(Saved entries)
= Beginning of Section =

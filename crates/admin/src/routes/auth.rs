//! Admin login and identity.

use axum::{
    Json, Router,
    extract::State,
    routing::{get, post},
};
use serde::{Deserialize, Serialize};
use tracing::instrument;

use crate::error::AppError;
use crate::middleware::RequireAdminAuth;
use crate::models::AdminUser;
use crate::services::auth::AdminAuthService;
use crate::state::AppState;

pub fn router() -> Router<AppState> {
    Router::new()
        .route("/auth/login", post(login))
        .route("/auth/me", get(me))
}

#[derive(Deserialize)]
pub struct LoginRequest {
    pub email: String,
    pub password: String,
}

impl std::fmt::Debug for LoginRequest {
    fn fmt(&self, f: &mut std::fmt::Formatter<'_>) -> std::fmt::Result {
        f.debug_struct("LoginRequest")
            .field("email", &self.email)
            .field("password", &"[REDACTED]")
            .finish()
    }
}

#[derive(Debug, Serialize, Deserialize)]
pub struct TokenResponse {
    pub access_token: String,
    pub token_type: String,
}

/// Exchange email and password for a bearer token.
#[instrument(skip_all)]
async fn login(
    State(state): State<AppState>,
    Json(body): Json<LoginRequest>,
) -> Result<Json<TokenResponse>, AppError> {
    let (_, access_token) = AdminAuthService::new(state.pool(), state.tokens())
        .login(&body.email, &body.password)
        .await?;

    Ok(Json(TokenResponse {
        access_token,
        token_type: "bearer".to_string(),
    }))
}

/// The admin the bearer token belongs to.
async fn me(RequireAdminAuth(admin): RequireAdminAuth) -> Json<AdminUser> {
    Json(admin)
}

= End of Section =

:: WORK REQUEST ::
Among the entries, find each line that includes the string "password" and copy it.

:: EXERCISE RESPONSE ::
    pub password: String,
            .field("password", &"[REDACTED]")
/// Exchange email and password for a bearer token.
        .login(&body.email, &body.password)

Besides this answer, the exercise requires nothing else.